Hands up if you usually scroll through your favorite online dating app on your phone while watching TV. Do you find yourself agreeing to a date just because someone has asked you and you’re free on Thursday night? We’re probably all a bit guilty of approaching dating in a disengaged way – and feeling unfulfilled because of it. When we don’t spend time working on what we want from dating, it’s easy to just go with the flow and forget that we can choose our own path. The secret to avoiding mediocre chat and forgettable dates is really quite simple: it’s mindful dating.
Mindful dating is all about dating with purpose and intention. It doesn’t matter if you’re looking for a committed relationship, someone to hang out with, or a fun day out with someone new – being present and mindful helps you get the best out of your dating experience. So, you’re probably asking yourself, “how do I find your perfect match in a crazy world?” It’s easier than you think.
Mindful Dating Tip #1: Date with Intention
To really date mindfully, you need to figure out what you’re looking for in a potential partner. Are you all about relationship life? Or would you like to find something a bit more casual? Once you’ve established that, go into more detail: think about what qualities are really important to you in a partner and what your non-negotiables are. Maybe you’re looking for someone kind, someone who‘s open to having kids, or someone who understands that your career is a big part of your life. Having a checklist doesn’t make you boring, it just means you’re focusing your attention on the people who are best suited for you. Keep these things in mind when you’re on a date – and if the other person isn’t a good match romantically, chalk it up to experience and keep on moving.
Mindful Dating Tip #2: Really listen
As silly as it sounds, it’s actually very easy to forget to really listen to the other person when you’re on a date. When your date is talking, try not to spend time planning your response in your head because of nerves, or figuring out where to take the conversation next. Instead, really focus your attention on what your date is saying, and ask them questions about the details they’ve mentioned. It shows that you’ve heard them, and also makes sure that the conversation doesn’t dry up – a great bonus.
Mindful Dating Tip #3: Stay curious
Instead of entering into every date with the mindset that it’s going to end in a relationship, or just end – try to remember that dating is meant to be fun! It’s a chance to try new things and chat to an interesting person. Even if your date doesn’t turn out to be a match for you romantically, they could become a great friend, or, if they’re a hot-shot at DIY or an expert on the local area, someone you can ask for tips.

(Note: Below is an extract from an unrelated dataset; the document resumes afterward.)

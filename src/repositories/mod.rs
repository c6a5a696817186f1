pub mod order_repository;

Approach dates with a curious mindset and try to learn something new each time.
Mindful Dating Tip #4: Meet people online and in real life
If you’re from an older generation, you’re probably more inclined to meet people in person rather than wade into the unknown world of dating apps. But if you’re younger, the thought of striking up conversation with a stranger in person might be downright terrifying.
In truth, the best way to meet someone is to try a combination of the two. Sign up to some online dating services, and at the same time make an effort to be sociable and meet people in real life. If talking to strangers at a bar isn’t your thing, try taking up a new activity such as an exercise class or a book club.
Online dating apps can become a crutch for people who struggle with social interactions so try not to rely on them too heavily – you need to practise feeling comfortable around people in real life. It does get easier the more you do it.
Mindful Dating Tip #5: Check in with how you’re feeling regularly
It feels like there’s lots of pressure to date now and have a ‘hot girl summer’, but don’t forget you can say no to dates if you’re just not feeling it. You don’t need to come up with an elaborate excuse, just simply tell your match that you’re having some downtime and be honest about whether they’re likely to hear from you in the future. Being in tune with your emotions will put you in a better position once you do re-enter the dating scene, too.
Mindful Dating Tip #6: Know the signs of dating burnout
After such a mammoth year and a total change in routine, it might take you some time to get back into the swing of things, where dates are concerned. There’s no harm in testing the water with a couple of dates and pulling back if you’re not up to it. If you find yourself feeling a bit burnt out and want to give dating apps a break, then do it. Your wellbeing comes first.
Mindful Dating Tip #7: Recognize that rejection is redirection.
There are always going to be some dates that don’t go brilliantly, and some chats that go nowhere, but dating mindfully means that you’ll be equipped to deal with those experiences and move on, feelings intact. Being mindful looks like knowing that rejection is something that happens to all of us, and being compassionate towards yourself in spite of that. It may hurt at the time, but it’s pointing you in the direction of better things.
If you’re thinking of dipping your toe into the world of dating, try doing it mindfully and take it date by date. Chances are you’ll find your perfect match in this crazy world. You’ve got this!